Hi newxgate,
The more I try to understand RERA's, the more confused I get. But it doesn't take much to get me confused.
But I've been told that RERA's are not quite hypopneas. RERA's are respiratory effort arousals without a noticable reduction of oxygen desaturation, although I may have that not quite right.
Apneas are defined as total cessation of breathing, no airflow gets through, and of course there is a significant reduction of oxygen as a result. Hypopneas are shallow breathing, or rather decreased airflow yet also accompanied by a reduction of oxygen. Apparently RERA's don't quite meet the definition of hypopneas because there isn't the noticiable reduction of oxygen. Yet, there is some resistant breathing that causes arousal, makes you wake up. And what I've read says that RERA's can result in excessive daytime sleepiness because you are waking so often.

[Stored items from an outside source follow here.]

//! Breadth-first reachability search over the move graph.
//!
//! Every reachable board is enqueued at most once: successors are
//! deduplicated through their [`CanonicalKey`], so boards that differ only by
//! shelf order are explored a single time. The search stops on the first win,
//! when the frontier empties, or when the number of boards ever enqueued
//! passes the frontier bound.

use std::collections::{HashSet, VecDeque};
use std::time::Instant;

use serde::Serialize;
use tracing::{debug, warn};

use crate::canonical::{canonical_key, CanonicalKey};
use crate::error::ValidationError;
use crate::puzzle::{Board, PuzzleRules};
use crate::validation::validate;

/// Default cap on boards ever enqueued during one search.
pub const DEFAULT_FRONTIER_BOUND: usize = 50_000;

/// Configuration for the solver
#[derive(Debug, Clone)]
pub struct SolverConfig {
    /// Maximum number of boards enqueued before the search gives up
    pub frontier_bound: usize,
}

impl Default for SolverConfig {
    fn default() -> Self {
        Self {
            frontier_bound: DEFAULT_FRONTIER_BOUND,
        }
    }
}

/// How a search ended.
#[derive(Debug, Clone, Copy, PartialEq, Eq, Serialize)]
#[serde(rename_all = "snake_case")]
pub enum Outcome {
    /// A win state is reachable.
    Solvable,
    /// Every reachable board was visited and none is a win.
    Unsolvable,
    /// The frontier bound was hit first; the true answer is unknown.
    BoundExceeded,
}

impl Outcome {
    pub fn is_solvable(self) -> bool {
        self == Outcome::Solvable
    }

    /// Whether the answer is proven rather than cut off by the bound.
    pub fn is_exhaustive(self) -> bool {
        self != Outcome::BoundExceeded
    }
}

/// Result of the solver search
#[derive(Debug, Clone)]
pub struct SolveResult {
    pub outcome: Outcome,
    /// Boards ever enqueued, the initial board included
    pub states_enqueued: usize,
    /// Boards whose successors were generated
    pub states_expanded: usize,
    /// Time elapsed in milliseconds
    pub time_elapsed_ms: u64,
}

/// Decide whether `initial` can reach a win state.
///
/// The board must already satisfy [`validate`]; use [`verify`] to do both.
pub fn solve(initial: &Board, rules: &PuzzleRules, config: &SolverConfig) -> SolveResult {
    let start_time = Instant::now();
    debug!(
        shelves = initial.len(),
        tokens = initial.token_count(),
        frontier_bound = config.frontier_bound,
        "starting solvability search"
    );

    let mut visited: HashSet<CanonicalKey> = HashSet::new();
    visited.insert(canonical_key(initial));

    let mut frontier: VecDeque<Board> = VecDeque::new();
    frontier.push_back(initial.clone());

    let mut states_enqueued: usize = 1;
    let mut states_expanded: usize = 0;

    let finish = |outcome: Outcome, states_enqueued: usize, states_expanded: usize| {
        let result = SolveResult {
            outcome,
            states_enqueued,
            states_expanded,
            time_elapsed_ms: start_time.elapsed().as_millis() as u64,
        };
        debug!(
            ?outcome,
            states_enqueued,
            states_expanded,
            time_elapsed_ms = result.time_elapsed_ms,
            "search finished"
        );
        result
    };

    while let Some(board) = frontier.pop_front() {
        if board.is_win_state(rules) {
            return finish(Outcome::Solvable, states_enqueued, states_expanded);
        }

        states_expanded += 1;
        for (from, to) in board.legal_moves(rules) {
            let next = match board.apply_move(from, to, rules) {
                Ok(next) => next,
                Err(err) => unreachable!("legal move rejected: {err}"),
            };
            if visited.insert(canonical_key(&next)) {
                frontier.push_back(next);
                states_enqueued += 1;
            }
        }

        if states_enqueued > config.frontier_bound {
            warn!(
                states_enqueued,
                frontier_bound = config.frontier_bound,
                "search limit reached, reporting unsolvable"
            );
            return finish(Outcome::BoundExceeded, states_enqueued, states_expanded);
        }
    }

    finish(Outcome::Unsolvable, states_enqueued, states_expanded)
}

/// Boolean entry point: `true` only when a win is proven reachable.
///
/// A search cut off by the frontier bound reports `false`.
pub fn is_solvable(initial: &Board, rules: &PuzzleRules, config: &SolverConfig) -> bool {
    solve(initial, rules, config).outcome.is_solvable()
}

/// Validate `board` against `rules`, then solve it.
pub fn verify(
    board: &Board,
    rules: &PuzzleRules,
    config: &SolverConfig,
) -> Result<SolveResult, ValidationError> {
    validate(board, rules)?;
    Ok(solve(board, rules, config))
}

Your AHI is very low, categorized as mild by virtue of only one point. It may be that RERA's are used to account for the bad symptoms associated with those with very mild apnea as defined as AHI. And RERA's are described in medical discussions of UARS (Upper Airway Resistance Syndrome), something that still confuses me. But as a sleep tech who runs a sleep lab told me in plain terms, RERA's are apnea/hypopnea wannabe's. I'm learning that insurance companies won't pay for cpap treatment for patients with mild apnea (AHI of 5-14) unless there are symptoms described by the patient and doctor. But I read somewhere online that sleep docs are recommending treatment for patients with the an RDI with large amounts of RERA's, with or without symptoms.
How are your symptoms? If you are fairly symptomatic, chances are it's those RERA's that are causing it. And I believe that the RERA component of the RDI justifies the need and recommendation of cpap treatment for those who are symptomatic but have a mild AHI.
...... But if an expert comes along and says I don't know diddley, you should believe the expert.
It still all confuses me. But sleep apnea if left untreated usually gets worse. I wouldn't be surprised if those RERAs develop into hypopneas or apneas if the condition is left untreated.